= Bird in Hand winery =

Bird in Hand is a winery located near the town of Woodside in the Adelaide Hills wine region of South Australia.

==History==
The Nugent family, founders of Bird in Hand, have a long association with Adelaide through the health-care work of Dr Michael Nugent OAM, and his wife Joy Nugent, founder of Nurse Link. Bird in Hand's flagship wines, M.A.C Shiraz and Joy Sparkling Pinot Noir, are named for them. Son Andrew studied winemaking and viticulture at Roseworthy College, and worked in McLaren Vale before buying the Woodside property with his family in 1997. The winery was established in 1997 by viticulturist Andrew Nugent, with 40 hectares of vines planted on fertile land that was previously a dairy farm. The estate was named after the Bird in Hand gold mine, which operated near the site in the 19th century. The first vintage was released in 2001. The original dairy building was extensively renovated in 2007 to house a state-of-the-art winery, cellar door and hospitality centre, which also hosts concerts throughout the year.

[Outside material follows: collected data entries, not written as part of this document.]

#![deny(
    unsafe_code,
    missing_docs,
    dead_code,
    unused_results,
    non_snake_case,
    unreachable_pub
)]

//! Pure placement system that turns adapter input into session commands.
//!
//! The system highlights the hovered footprint through affordance hints and
//! emits build, sell and upgrade requests. It never inspects the world
//! directly; adapters provide a [`PlacementPreview`] and a tower lookup.

use std::collections::BTreeMap;

use tower_defence_core::{
    AffordanceHint, CellCoord, Command, DefinitionId, Event, TowerDefinition, TowerId,
};

/// Declarative placement preview describing a potential tower construction.
#[derive(Clone, Debug, PartialEq, Eq)]
pub struct PlacementPreview {
    /// Definition proposed for placement.
    pub definition: DefinitionId,
    /// Anchor cell of the footprint.
    pub anchor: CellCoord,
    /// Footprint cells that fall inside the grid.
    pub cells: Vec<CellCoord>,
    /// Indicates whether the session would accept the placement.
    pub placeable: bool,
}

impl PlacementPreview {
    /// Evaluates `definition` anchored at `anchor`.
    ///
    /// The placement is acceptable when every footprint cell lies inside
    /// `bounds` (columns, rows), `is_free` accepts each of them, and the
    /// player can afford the price.
    #[must_use]
    pub fn evaluate<F>(
        definition: &TowerDefinition,
        anchor: CellCoord,
        bounds: (u32, u32),
        affordable: bool,
        mut is_free: F,
    ) -> Self
    where
        F: FnMut(CellCoord) -> bool,
    {
        let (columns, rows) = bounds;
        let footprint = definition.footprint_at(anchor).unwrap_or_default();
        let cells: Vec<CellCoord> = footprint
            .iter()
            .copied()
            .filter(|cell| cell.column() < columns && cell.row() < rows)
            .collect();
        let placeable = affordable
            && !footprint.is_empty()
            && cells.len() == footprint.len()
            && cells.iter().all(|cell| is_free(*cell));

        Self {
            definition: definition.id,
            anchor,
            cells,
            placeable,
        }
    }
}

/// Input snapshot distilled from adapter-provided frame input data.
#[derive(Clone, Copy, Debug, Default, PartialEq, Eq)]
pub struct BuilderInput {
    /// Indicates whether the player confirmed a placement on this frame.
    pub confirm_action: bool,
    /// Indicates whether the player requested to sell the hovered tower.
    pub sell_action: bool,
    /// Upgrade chosen for the hovered tower on this frame.
    pub upgrade_to: Option<DefinitionId>,
    /// Cell currently hovered by the cursor.
    pub cursor_cell: Option<CellCoord>,
}

/// Placement system that translates preview + input into session commands.
#[derive(Debug, Clone)]
pub struct Builder {
    session_open: bool,
    highlighted: BTreeMap<CellCoord, AffordanceHint>,
}

impl Default for Builder {
    fn default() -> Self {
        Self::new()
    }
}

impl Builder {
    /// Creates a new builder system instance.
    #[must_use]
    pub const fn new() -> Self {
        Self {
            session_open: true,
            highlighted: BTreeMap::new(),
        }
    }

    /// Consumes world events and adapter-derived input to emit commands.
    ///
    /// The `tower_at` closure should mirror the semantics of the world's
    /// `query::tower_at` helper so the system can identify the hovered tower.
    pub fn handle<F>(
        &mut self,
        events: &[Event],
        preview: Option<PlacementPreview>,
        input: BuilderInput,
        mut tower_at: F,
        out: &mut Vec<Command>,
    ) where
        F: FnMut(CellCoord) -> Option<TowerId>,
    {
        for event in events {
            if let Event::SessionEnded { .. } = event {
                self.session_open = false;
            }
        }

        if !self.session_open {
            self.highlight(&BTreeMap::new(), out);
            return;
        }

        let desired: BTreeMap<CellCoord, AffordanceHint> = preview
            .as_ref()
            .map(|preview| {
                let hint = if preview.placeable {
                    AffordanceHint::AvailableForPlant
                } else {
                    AffordanceHint::UnavailableForPlant
                };
                preview.cells.iter().map(|cell| (*cell, hint)).collect()
            })
            .unwrap_or_default();
        self.highlight(&desired, out);

        if input.confirm_action {
            if let Some(preview) = preview.filter(|preview| preview.placeable) {
                out.push(Command::Build {
                    definition: preview.definition,
                    cells: preview.cells,
                });
            }
        }

        let hovered_tower = input.cursor_cell.and_then(&mut tower_at);
        if let Some(tower) = hovered_tower {
            if let Some(definition) = input.upgrade_to {
                out.push(Command::Upgrade { tower, definition });
            } else if input.sell_action {
                out.push(Command::Sell { tower });
            }
        }
    }

    fn highlight(&mut self, desired: &BTreeMap<CellCoord, AffordanceHint>, out: &mut Vec<Command>) {
        for cell in self.highlighted.keys() {
            if !desired.contains_key(cell) {
                out.push(Command::SetAffordance {
                    cell: *cell,
                    hint: AffordanceHint::Default,
                });
            }
        }
        for (cell, hint) in desired {
            if self.highlighted.get(cell) != Some(hint) {
                out.push(Command::SetAffordance {
                    cell: *cell,
                    hint: *hint,
                });
            }
        }
        self.highlighted = desired.clone();
    }
}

Kym Milne MW has led the Bird in Hand winemaking team as Chief Winemaker since 2004. In 1991 he qualified as a Master of Wine (MW), becoming only the second Australian to pass the exam.

==Vineyards==
The original vineyard (altitude 350m)is planted with Pinot Noir, Shiraz, Sauvignon Blanc, and Chardonnay. Bird in Hand sources fruit from a number of privately owned vineyards around the Adelaide Hills. Bird in Hand produces around 75,000 cases of wine each vintage, has four ranges of wines: Tribute Series (pinnacle), Nest Egg, (super-premium), Bird in Hand (premium), and Two in the Bush (entry level). (Nest Egg and Two in the Bush are also named after local 19th century gold mines).